Psychology is incorrect
Every famous psychologist has been wrong about something!
This is normal in science: most scientific ideas do not stand the test of time. In many cases, the incorrect ideas were still very useful in their time, but we have nevertheless moved on from most of them. For example, the claims of psychoanalysis were incorrect, but, historically, they resulted in far more humane treatment of mentally ill patients than what came before them. Some forms of incorrect can be a useful improvement over previous forms of incorrect, even though they still turn out to be incorrect in the long run.
Contemporary psychologists are also going to be wrong!
Most "theories" in psychology cannot be properly described as scientific theories: most "theories" in psychology are post hoc stories describing data, not falsifiable frameworks that predict novel results. Nevertheless, as with the past, various innovations and clinical applications are more useful than what was previously available. Even so, we should remain humble as most of our theories are going to be shown to be incorrect.

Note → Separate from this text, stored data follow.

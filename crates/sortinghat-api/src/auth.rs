//! HTTP Basic authentication and per-request routing.

use argon2::{Argon2, PasswordHash, PasswordVerifier};
use axum::extract::FromRequestParts;
use axum::http::{HeaderMap, request::Parts};
use base64::Engine as _;
use base64::engine::general_purpose::STANDARD as B64;
use serde::Deserialize;
use sortinghat_core::{Ctx, tenancy::Tenancy};
use tokio_util::sync::DropGuard;

use crate::{AppState, error::ApiError};

/// One account allowed to use the API.
#[derive(Debug, Clone, Deserialize)]
pub struct Credential {
  pub username:      String,
  /// PHC string produced by argon2, e.g. `$argon2id$v=19$…`
  pub password_hash: String,
}

#[derive(Debug, Clone)]
pub struct AuthConfig {
  /// Accounts; an empty list turns authentication off.
  pub users:         Vec<Credential>,
  /// Header carrying the tenant selector.
  pub tenant_header: String,
}

impl AuthConfig {
  pub fn new(users: Vec<Credential>, tenant_header: impl Into<String>) -> Self {
    Self { users, tenant_header: tenant_header.into() }
  }
}

/// Check the `Authorization` header and return the authenticated username.
/// Returns `None` when authentication is off.
pub fn verify_auth(headers: &HeaderMap, config: &AuthConfig) -> Result<Option<String>, ApiError> {
  if config.users.is_empty() {
    return Ok(None);
  }

  let header_val = headers
    .get(axum::http::header::AUTHORIZATION)
    .and_then(|v| v.to_str().ok())
    .ok_or(ApiError::Unauthorized)?;

  let encoded = header_val
    .strip_prefix("Basic ")
    .ok_or(ApiError::Unauthorized)?;

  let decoded = B64.decode(encoded).map_err(|_| ApiError::Unauthorized)?;
  let creds   = std::str::from_utf8(&decoded).map_err(|_| ApiError::Unauthorized)?;

  let (username, password) = creds.split_once(':').ok_or(ApiError::Unauthorized)?;

  let user = config
    .users
    .iter()
    .find(|u| u.username == username)
    .ok_or(ApiError::Unauthorized)?;

  let parsed_hash = PasswordHash::new(&user.password_hash)
    .map_err(|_| ApiError::Unauthorized)?;

  Argon2::default()
    .verify_password(password.as_bytes(), &parsed_hash)
    .map_err(|_| ApiError::Unauthorized)?;

  Ok(Some(user.username.clone()))
}

/// An authenticated request routed to its database.
///
/// Dropping the caller cancels `ctx`, so a request abandoned by its client
/// rolls back instead of committing.
pub struct Caller<S> {
  pub ctx: Ctx<S>,
  _cancel: DropGuard,
}

impl<T: Tenancy> FromRequestParts<AppState<T>> for Caller<T::Store> {
  type Rejection = ApiError;

  async fn from_request_parts(
    parts: &mut Parts,
    state: &AppState<T>,
  ) -> Result<Self, Self::Rejection> {
    let principal = verify_auth(&parts.headers, &state.auth)?;
    let header = parts
      .headers
      .get(state.auth.tenant_header.as_str())
      .and_then(|v| v.to_str().ok())
      .map(str::to_owned);

    let route = state.tenancy.route(principal.as_deref(), header.as_deref()).await?;
    let ctx = Ctx::routed(route, principal);
    let guard = ctx.cancel.clone().drop_guard();
    Ok(Caller { ctx, _cancel: guard })
  }
}

#[cfg(test)]
mod tests {
  use super::*;
  use argon2::{PasswordHasher, password_hash::SaltString};
  use axum::http::header;
  use rand_core::OsRng;

  fn config(password: &str) -> AuthConfig {
    let salt = SaltString::generate(&mut OsRng);
    let hash = Argon2::default()
      .hash_password(password.as_bytes(), &salt)
      .unwrap()
      .to_string();
    AuthConfig::new(
      vec![Credential { username: "user".to_string(), password_hash: hash }],
      "sortinghat-tenant",
    )
  }

  fn headers(value: &str) -> HeaderMap {
    let mut headers = HeaderMap::new();
    headers.insert(header::AUTHORIZATION, value.parse().unwrap());
    headers
  }

  fn basic(user: &str, pass: &str) -> String {
    let encoded = B64.encode(format!("{user}:{pass}"));
    format!("Basic {encoded}")
  }

  #[test]
  fn correct_credentials() {
    let config = config("secret");
    let user = verify_auth(&headers(&basic("user", "secret")), &config).unwrap();
    assert_eq!(user.as_deref(), Some("user"));
  }

  #[test]
  fn wrong_password_or_user() {
    let config = config("secret");
    assert!(matches!(
      verify_auth(&headers(&basic("user", "wrong")), &config),
      Err(ApiError::Unauthorized)
    ));
    assert!(matches!(
      verify_auth(&headers(&basic("other", "secret")), &config),
      Err(ApiError::Unauthorized)
    ));
  }

  #[test]
  fn missing_header_or_bad_base64() {
    let config = config("secret");
    assert!(matches!(verify_auth(&HeaderMap::new(), &config), Err(ApiError::Unauthorized)));
    assert!(matches!(
      verify_auth(&headers("Basic !!!not-base64!!!"), &config),
      Err(ApiError::Unauthorized)
    ));
  }

  #[test]
  fn no_users_means_no_auth() {
    let config = AuthConfig::new(vec![], "sortinghat-tenant");
    assert_eq!(verify_auth(&HeaderMap::new(), &config).unwrap(), None);
  }
}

That is how science works.
By doing high-quality work in a field with mostly incorrect ideas and limited theories, you can have a noteworthy impact on the field.
That isn't to say everyone was wrong all the time.
Various psychologists have been correct about specific ideas. For example, B. F. Skinner's operant conditioning has stood the test of time. Operant conditioning has a much more limited scope than Skinner would have believed, but the idea itself was not incorrect.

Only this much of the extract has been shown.